%%
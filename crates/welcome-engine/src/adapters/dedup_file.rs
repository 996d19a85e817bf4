//! # File Dedup Ledger
//!
//! A single JSON map file holding both logical tables. Keys are
//! `welcome/<author>` and `upvote/<author>/<permlink>`; values are the full
//! records. The whole map is rewritten atomically on every insert, which is
//! fine at the bot's write rate (one record per welcomed author, ever).

use crate::domain::{DedupRecord, DedupTable, EngineError};
use crate::ports::DedupLedger;
use std::collections::BTreeMap;
use std::io::Write;
use std::path::{Path, PathBuf};
use std::sync::Mutex;

/// File-backed [`DedupLedger`].
pub struct FileDedupLedger {
    path: PathBuf,
    entries: Mutex<BTreeMap<String, DedupRecord>>,
}

fn storage_key(table: DedupTable, author: &str, permlink: Option<&str>) -> String {
    match permlink {
        Some(permlink) => format!("{}/{}/{}", table.as_str(), author, permlink),
        None => format!("{}/{}", table.as_str(), author),
    }
}

impl FileDedupLedger {
    /// Open (or create) the ledger file at `path`.
    pub fn open<P: AsRef<Path>>(path: P) -> Result<Self, EngineError> {
        let path = path.as_ref().to_path_buf();
        if let Some(parent) = path.parent() {
            std::fs::create_dir_all(parent).map_err(EngineError::storage)?;
        }

        let entries = match std::fs::read_to_string(&path) {
            Ok(text) => serde_json::from_str(&text).map_err(|e| {
                EngineError::storage(format!("corrupt dedup ledger {}: {e}", path.display()))
            })?,
            Err(e) if e.kind() == std::io::ErrorKind::NotFound => BTreeMap::new(),
            Err(e) => return Err(EngineError::storage(e)),
        };

        Ok(Self {
            path,
            entries: Mutex::new(entries),
        })
    }

    fn save(&self, entries: &BTreeMap<String, DedupRecord>) -> Result<(), EngineError> {
        let json = serde_json::to_vec_pretty(entries).map_err(EngineError::storage)?;
        let temp_path = self.path.with_extension("tmp");
        let mut file = std::fs::File::create(&temp_path).map_err(EngineError::storage)?;
        file.write_all(&json).map_err(EngineError::storage)?;
        file.sync_all().map_err(EngineError::storage)?;
        std::fs::rename(&temp_path, &self.path).map_err(EngineError::storage)?;
        Ok(())
    }
}

impl DedupLedger for FileDedupLedger {
    fn has(
        &self,
        table: DedupTable,
        author: &str,
        permlink: Option<&str>,
    ) -> Result<bool, EngineError> {
        let entries = self.entries.lock().unwrap();
        Ok(entries.contains_key(&storage_key(table, author, permlink)))
    }

    fn record(&self, table: DedupTable, record: &DedupRecord) -> Result<(), EngineError> {
        let key = match table {
            // Welcome is keyed by author alone: one welcome per author.
            DedupTable::Welcome => storage_key(table, &record.author, None),
            DedupTable::Upvote => {
                storage_key(table, &record.author, Some(record.permlink.as_str()))
            }
        };

        let mut entries = self.entries.lock().unwrap();
        if entries.contains_key(&key) {
            return Ok(());
        }
        entries.insert(key, record.clone());
        self.save(&entries)
    }
}

#[cfg(test)]
mod tests {
    use super::*;

    #[test]
    fn test_read_your_writes() {
        let dir = tempfile::tempdir().unwrap();
        let ledger = FileDedupLedger::open(dir.path().join("dedup.json")).unwrap();

        assert!(!ledger.has(DedupTable::Welcome, "alice", None).unwrap());
        ledger
            .record(DedupTable::Welcome, &DedupRecord::new("alice", "my-post"))
            .unwrap();
        assert!(ledger.has(DedupTable::Welcome, "alice", None).unwrap());
    }

    #[test]
    fn test_welcome_keyed_by_author_only() {
        let dir = tempfile::tempdir().unwrap();
        let ledger = FileDedupLedger::open(dir.path().join("dedup.json")).unwrap();

        ledger
            .record(DedupTable::Welcome, &DedupRecord::new("alice", "first-post"))
            .unwrap();
        // A welcome for a different permlink of the same author still counts.
        assert!(ledger.has(DedupTable::Welcome, "alice", None).unwrap());
    }

    #[test]
    fn test_upvote_keyed_by_author_and_permlink() {
        let dir = tempfile::tempdir().unwrap();
        let ledger = FileDedupLedger::open(dir.path().join("dedup.json")).unwrap();

        ledger
            .record(DedupTable::Upvote, &DedupRecord::new("alice", "first-post"))
            .unwrap();
        assert!(ledger
            .has(DedupTable::Upvote, "alice", Some("first-post"))
            .unwrap());
        assert!(!ledger
            .has(DedupTable::Upvote, "alice", Some("second-post"))
            .unwrap());
    }

    #[test]
    fn test_tables_are_independent() {
        let dir = tempfile::tempdir().unwrap();
        let ledger = FileDedupLedger::open(dir.path().join("dedup.json")).unwrap();

        ledger
            .record(DedupTable::Welcome, &DedupRecord::new("alice", "my-post"))
            .unwrap();
        assert!(!ledger
            .has(DedupTable::Upvote, "alice", Some("my-post"))
            .unwrap());
    }

    #[test]
    fn test_records_survive_reopen() {
        let dir = tempfile::tempdir().unwrap();
        let path = dir.path().join("dedup.json");
        {
            let ledger = FileDedupLedger::open(&path).unwrap();
            ledger
                .record(DedupTable::Welcome, &DedupRecord::new("alice", "my-post"))
                .unwrap();
        }
        let ledger = FileDedupLedger::open(&path).unwrap();
        assert!(ledger.has(DedupTable::Welcome, "alice", None).unwrap());
    }

    #[test]
    fn test_duplicate_insert_is_noop() {
        let dir = tempfile::tempdir().unwrap();
        let ledger = FileDedupLedger::open(dir.path().join("dedup.json")).unwrap();

        let first = DedupRecord::new("alice", "my-post");
        ledger.record(DedupTable::Welcome, &first).unwrap();
        ledger
            .record(DedupTable::Welcome, &DedupRecord::new("alice", "other"))
            .unwrap();

        // The original record is kept untouched.
        let entries = ledger.entries.lock().unwrap();
        assert_eq!(entries.len(), 1);
        assert_eq!(entries.values().next().unwrap().permlink, "my-post");
    }
}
%%
Find all lines in the records that hold the word "Option". Copy them.

# EXERCISE OUTPUT
fn storage_key(table: DedupTable, author: &str, permlink: Option<&str>) -> String {
        permlink: Option<&str>,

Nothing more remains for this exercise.